**GOAL OF THE EXERCISE**
All the data should be printed again exactly as written.

**DATA TO EXAMINE**

⁂

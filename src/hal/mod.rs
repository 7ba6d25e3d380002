//! Hardware Abstraction Layer, containing interfaces
//! for low level drivers.

pub mod gpio;
pub mod spi;
pub mod time;

#[cfg(not(target_arch = "arm"))]
#[doc(hidden)]
pub mod doubles;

⁂

**ANSWER SECTION**
filename src/hal/mod.rs
repository 7ba6d25e3d380002
//! Hardware Abstraction Layer, containing interfaces
//! for low level drivers.

pub mod gpio;
pub mod spi;
pub mod time;

#[cfg(not(target_arch = "arm"))]
#[doc(hidden)]
pub mod doubles;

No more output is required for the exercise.